** Task directions **
The stretch from the line with "holding its backups." through the line with "let source_path = absolute_path(project_dir)" in the records below: write it out exactly, and nothing else.

** Exercise inputs **
use std::fs;
use std::io;
use std::path::{Component, Path, PathBuf};

use chrono::{DateTime, Utc};
use serde::Serialize;
use tracing::{debug, warn};
use writers_backup_core::naming::{source_basename, truncate_to_millis};
use writers_backup_core::{
    content_hash, new_record_id, sort_newest_first, ArtifactName, BackupError, BackupKind,
    BackupRecord, BackupResult, BackupScope, BackupSettings, IoContext,
};

use crate::atomic::{parent_dir, StagedFile};
use crate::index::{IndexEntry, RecordIndex};

/// Hidden directory, next to each source file, holding its backups.
pub const BACKUP_DIR_NAME: &str = ".backups";

/// Extension of whole-project archives.
pub const PROJECT_ARCHIVE_EXTENSION: &str = "tar.zst";

const INDEX_SUFFIX: &str = "index.json";

/// The artifacts of one source, in one directory.
///
/// Single files keep their history in `<source-dir>/.backups/`; projects in
/// `<data-root>/backups/<project-name>/`. Several sources can share a
/// directory, each store only sees artifacts carrying its own basename.
#[derive(Debug, Clone)]
pub struct BackupStore {
    dir: PathBuf,
    source_path: PathBuf,
    basename: String,
    extension: String,
}

#[derive(Debug, Clone, Copy, Default, PartialEq, Eq, Serialize)]
#[serde(rename_all = "camelCase")]
pub struct StoreStats {
    pub count: usize,
    pub total_bytes: u64,
}

impl StoreStats {
    pub fn of(records: &[BackupRecord]) -> Self {
        Self {
            count: records.len(),
            total_bytes: records.iter().map(|r| r.size_bytes).sum(),
        }
    }
}

impl BackupStore {
    pub fn for_file(source: &Path, extension: &str) -> BackupResult<Self> {
        let source_path = absolute_path(source)
            .io_context(|| format!("resolve source path {}", source.display()))?;
        let basename = named(&source_path, "file")?;
        let dir = parent_dir(&source_path).join(BACKUP_DIR_NAME);
        Ok(Self {
            dir,
            source_path,
            basename,
            extension: normalize(extension),
        })
    }

    pub fn for_project(project_dir: &Path, data_root: &Path) -> BackupResult<Self> {
        let source_path = absolute_path(project_dir)
            .io_context(|| format!("resolve project path {}", project_dir.display()))?;
        let basename = named(&source_path, "directory")?;
        let data_root = absolute_path(data_root)
            .io_context(|| format!("resolve data root {}", data_root.display()))?;
        let dir = data_root.join("backups").join(&basename);
        Ok(Self {
            dir,
            source_path,
            basename,
            extension: PROJECT_ARCHIVE_EXTENSION.to_owned(),
        })
    }

    pub fn for_scope(scope: BackupScope, source: &Path, settings: &BackupSettings) -> BackupResult<Self> {
        match scope {
            BackupScope::File => Self::for_file(source, settings.extension()),
            BackupScope::Project => Self::for_project(source, &settings.data_root),
        }
    }

    /// Opens the store an existing artifact path belongs to.
    pub fn for_artifact(artifact: &Path, settings: &BackupSettings) -> BackupResult<Self> {
        let artifact = absolute_path(artifact)
            .io_context(|| format!("resolve artifact path {}", artifact.display()))?;
        let scope = scope_of_artifact(&artifact);
        let extension = match scope {
            BackupScope::File => settings.extension(),
            BackupScope::Project => PROJECT_ARCHIVE_EXTENSION,
        };
        let parsed = artifact
            .file_name()
            .and_then(|n| n.to_str())
            .and_then(|name| ArtifactName::parse(name, extension))
            .ok_or_else(|| BackupError::NotAFile {
                path: artifact.clone(),
                expected: "backup artifact",
            })?;

        let dir = parent_dir(&artifact);
        let index_path = index_path(&dir, &parsed.basename);
        let index = RecordIndex::load(&index_path)
            .io_context(|| format!("read backup index {}", index_path.display()))?;
        let source_path = index.source_path.unwrap_or_else(|| match scope {
            BackupScope::File => parent_dir(&dir).join(&parsed.basename),
            BackupScope::Project => PathBuf::from(&parsed.basename),
        });

        Ok(Self {
            dir,
            source_path,
            basename: parsed.basename,
            extension: extension.to_owned(),
        })
    }

    pub fn dir(&self) -> &Path {
        &self.dir
    }

    pub fn source_path(&self) -> &Path {
        &self.source_path
    }

    pub fn basename(&self) -> &str {
        &self.basename
    }

    pub fn extension(&self) -> &str {
        &self.extension
    }

    pub fn scope(&self) -> BackupScope {
        if self.extension == PROJECT_ARCHIVE_EXTENSION {
            BackupScope::Project
        } else {
            BackupScope::File
        }
    }

    pub fn index_path(&self) -> PathBuf {
        index_path(&self.dir, &self.basename)
    }

    /// All artifacts of this source, newest first.
    pub fn list(&self) -> BackupResult<Vec<BackupRecord>> {
        let mut records = Vec::new();
        let entries = match fs::read_dir(&self.dir) {
            Ok(entries) => entries,
            Err(e) if e.kind() == io::ErrorKind::NotFound => return Ok(records),
            Err(e) => {
                return Err(BackupError::io(
                    format!("list backup directory {}", self.dir.display()),
                    e,
                ))
            }
        };
        let index = self.load_index()?;

        for entry in entries {
            let entry = entry.io_context(|| format!("list backup directory {}", self.dir.display()))?;
            let file_name = entry.file_name();
            let Some(name) = file_name.to_str() else {
                continue;
            };
            let Some(parsed) = ArtifactName::parse(name, &self.extension) else {
                continue;
            };
            if parsed.basename != self.basename {
                continue;
            }
            let size = match entry.metadata() {
                Ok(meta) if meta.is_file() => meta.len(),
                Ok(_) => continue,
                // removed by a concurrent cleanup between readdir and stat
                Err(e) if e.kind() == io::ErrorKind::NotFound => continue,
                Err(e) => return Err(BackupError::io(format!("stat backup artifact {name}"), e)),
            };
            records.push(self.record_from(name, parsed.created_at, size, index.get(name)));
        }

        sort_newest_first(&mut records);
        Ok(records)
    }

    /// Looks up the record for an artifact path inside this store.
    pub fn find(&self, artifact_path: &Path) -> BackupResult<Option<BackupRecord>> {
        let Some(name) = artifact_path.file_name().and_then(|n| n.to_str()) else {
            return Ok(None);
        };
        let Some(parsed) = ArtifactName::parse(name, &self.extension) else {
            return Ok(None);
        };
        if parsed.basename != self.basename {
            return Ok(None);
        }
        let path = self.dir.join(name);
        let size = match fs::metadata(&path) {
            Ok(meta) if meta.is_file() => meta.len(),
            Ok(_) => return Ok(None),
            Err(e) if e.kind() == io::ErrorKind::NotFound => return Ok(None),
            Err(e) => return Err(BackupError::io(format!("stat backup artifact {}", path.display()), e)),
        };
        let index = self.load_index()?;
        Ok(Some(self.record_from(name, parsed.created_at, size, index.get(name))))
    }

    /// Writes `content` as a new artifact captured at `instant`.
    pub fn add(&self, content: &[u8], kind: BackupKind, instant: DateTime<Utc>) -> BackupResult<BackupRecord> {
        self.add_with(content, kind, instant, |_| Ok(()))
    }

    /// Like [`BackupStore::add`], running `before_commit` on the staged
    /// temporary file right before it is renamed into place.
    pub(crate) fn add_with<F>(
        &self,
        content: &[u8],
        kind: BackupKind,
        instant: DateTime<Utc>,
        before_commit: F,
    ) -> BackupResult<BackupRecord>
    where
        F: FnOnce(&Path) -> io::Result<()>,
    {
        fs::create_dir_all(&self.dir)
            .io_context(|| format!("create backup directory {}", self.dir.display()))?;

        let existing = self.list()?;
        let instant = truncate_to_millis(instant);
        let created_at = existing
            .first()
            .map_or(instant, |newest| newest.created_at.max(instant));
        let mut seq = existing
            .iter()
            .filter(|r| r.created_at == created_at)
            .filter_map(|r| ArtifactName::parse(r.artifact_name(), &self.extension))
            .map(|n| n.seq + 1)
            .max()
            .unwrap_or(0);

        let mut staged = StagedFile::stage(&self.dir, content)
            .io_context(|| format!("stage backup artifact in {}", self.dir.display()))?;
        before_commit(staged.path()).io_context(|| "stage backup artifact")?;

        let (name, artifact_path) = loop {
            let name = ArtifactName::new(self.basename.as_str(), created_at)
                .with_seq(seq)
                .render(&self.extension);
            let target = self.dir.join(&name);
            match staged.commit_new(&target) {
                Ok(()) => break (name, target),
                Err((back, e)) if e.kind() == io::ErrorKind::AlreadyExists => {
                    debug!(artifact = %target.display(), "artifact name taken, bumping sequence");
                    staged = back;
                    seq += 1;
                }
                Err((_, e)) => {
                    return Err(BackupError::io(
                        format!("write backup artifact {}", target.display()),
                        e,
                    ))
                }
            }
        };

        let record = BackupRecord {
            id: new_record_id(),
            source_path: self.source_path.clone(),
            artifact_path,
            created_at,
            size_bytes: content.len() as u64,
            kind,
            content_hash: Some(content_hash(content)),
        };

        let entry = IndexEntry {
            id: record.id.clone(),
            kind,
            size_bytes: record.size_bytes,
            content_hash: record.content_hash.clone(),
        };
        if let Err(e) = self.update_index(|index| index.insert(name, entry)) {
            warn!(index = %self.index_path().display(), error = %e, "failed to update backup index");
        }
        Ok(record)
    }

    /// Deletes an artifact. Returns `false` when it was already gone.
    pub fn remove(&self, record: &BackupRecord) -> BackupResult<bool> {
        let removed = match fs::remove_file(&record.artifact_path) {
            Ok(()) => true,
            Err(e) if e.kind() == io::ErrorKind::NotFound => false,
            Err(e) => {
                return Err(BackupError::io(
                    format!("delete backup artifact {}", record.artifact_path.display()),
                    e,
                ))
            }
        };
        let name = record.artifact_name().to_owned();
        if let Err(e) = self.update_index(|index| {
            index.remove(&name);
        }) {
            warn!(index = %self.index_path().display(), error = %e, "failed to update backup index");
        }
        Ok(removed)
    }

    fn record_from(
        &self,
        name: &str,
        created_at: DateTime<Utc>,
        size_on_disk: u64,
        entry: Option<&IndexEntry>,
    ) -> BackupRecord {
        let artifact_path = self.dir.join(name);
        match entry {
            Some(entry) => BackupRecord {
                id: entry.id.clone(),
                source_path: self.source_path.clone(),
                artifact_path,
                created_at,
                size_bytes: entry.size_bytes,
                kind: entry.kind,
                content_hash: entry.content_hash.clone(),
            },
            None => BackupRecord {
                id: name.to_owned(),
                source_path: self.source_path.clone(),
                artifact_path,
                created_at,
                size_bytes: size_on_disk,
                kind: BackupKind::Manual,
                content_hash: None,
            },
        }
    }

    fn load_index(&self) -> BackupResult<RecordIndex> {
        let path = self.index_path();
        RecordIndex::load(&path).io_context(|| format!("read backup index {}", path.display()))
    }

    fn update_index<F>(&self, change: F) -> io::Result<()>
    where
        F: FnOnce(&mut RecordIndex),
    {
        let path = self.index_path();
        let mut index = RecordIndex::load(&path)?;
        if index.source_path.is_none() {
            index.source_path = Some(self.source_path.clone());
        }
        change(&mut index);
        let pruned = index.retain_artifacts(|name| self.dir.join(name).is_file());
        if pruned > 0 {
            debug!(pruned, index = %path.display(), "dropped orphaned index entries");
        }
        index.save(&path)
    }
}

/// Project archives are recognised by their extension; everything else is a
/// single-file artifact.
pub fn scope_of_artifact(artifact: &Path) -> BackupScope {
    let is_archive = artifact
        .file_name()
        .and_then(|n| n.to_str())
        .is_some_and(|n| n.ends_with(&format!(".{PROJECT_ARCHIVE_EXTENSION}")));
    if is_archive {
        BackupScope::Project
    } else {
        BackupScope::File
    }
}

/// Makes `path` absolute against the working directory and resolves `.` and
/// `..` lexically, so the same source always maps to the same key. Symlinks
/// are not followed.
pub fn absolute_path(path: &Path) -> io::Result<PathBuf> {
    let joined = if path.is_absolute() {
        path.to_path_buf()
    } else {
        std::env::current_dir()?.join(path)
    };
    let mut normalized = PathBuf::new();
    for component in joined.components() {
        match component {
            Component::CurDir => {}
            Component::ParentDir => {
                normalized.pop();
            }
            other => normalized.push(other),
        }
    }
    Ok(normalized)
}

fn index_path(dir: &Path, basename: &str) -> PathBuf {
    dir.join(format!("{basename}.{INDEX_SUFFIX}"))
}

fn named(path: &Path, expected: &'static str) -> BackupResult<String> {
    source_basename(path)
        .map(str::to_owned)
        .ok_or_else(|| BackupError::NotAFile {
            path: path.to_path_buf(),
            expected,
        })
}

fn normalize(extension: &str) -> String {
    writers_backup_core::naming::normalize_extension(extension).to_owned()
}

** Answer to the exercise **
/// Hidden directory, next to each source file, holding its backups.
pub const BACKUP_DIR_NAME: &str = ".backups";

/// Extension of whole-project archives.
pub const PROJECT_ARCHIVE_EXTENSION: &str = "tar.zst";

const INDEX_SUFFIX: &str = "index.json";

/// The artifacts of one source, in one directory.
///
/// Single files keep their history in `<source-dir>/.backups/`; projects in
/// `<data-root>/backups/<project-name>/`. Several sources can share a
/// directory, each store only sees artifacts carrying its own basename.
#[derive(Debug, Clone)]
pub struct BackupStore {
    dir: PathBuf,
    source_path: PathBuf,
    basename: String,
    extension: String,
}

#[derive(Debug, Clone, Copy, Default, PartialEq, Eq, Serialize)]
#[serde(rename_all = "camelCase")]
pub struct StoreStats {
    pub count: usize,
    pub total_bytes: u64,
}

impl StoreStats {
    pub fn of(records: &[BackupRecord]) -> Self {
        Self {
            count: records.len(),
            total_bytes: records.iter().map(|r| r.size_bytes).sum(),
        }
    }
}

impl BackupStore {
    pub fn for_file(source: &Path, extension: &str) -> BackupResult<Self> {
        let source_path = absolute_path(source)
            .io_context(|| format!("resolve source path {}", source.display()))?;
        let basename = named(&source_path, "file")?;
        let dir = parent_dir(&source_path).join(BACKUP_DIR_NAME);
        Ok(Self {
            dir,
            source_path,
            basename,
            extension: normalize(extension),
        })
    }

    pub fn for_project(project_dir: &Path, data_root: &Path) -> BackupResult<Self> {
        let source_path = absolute_path(project_dir)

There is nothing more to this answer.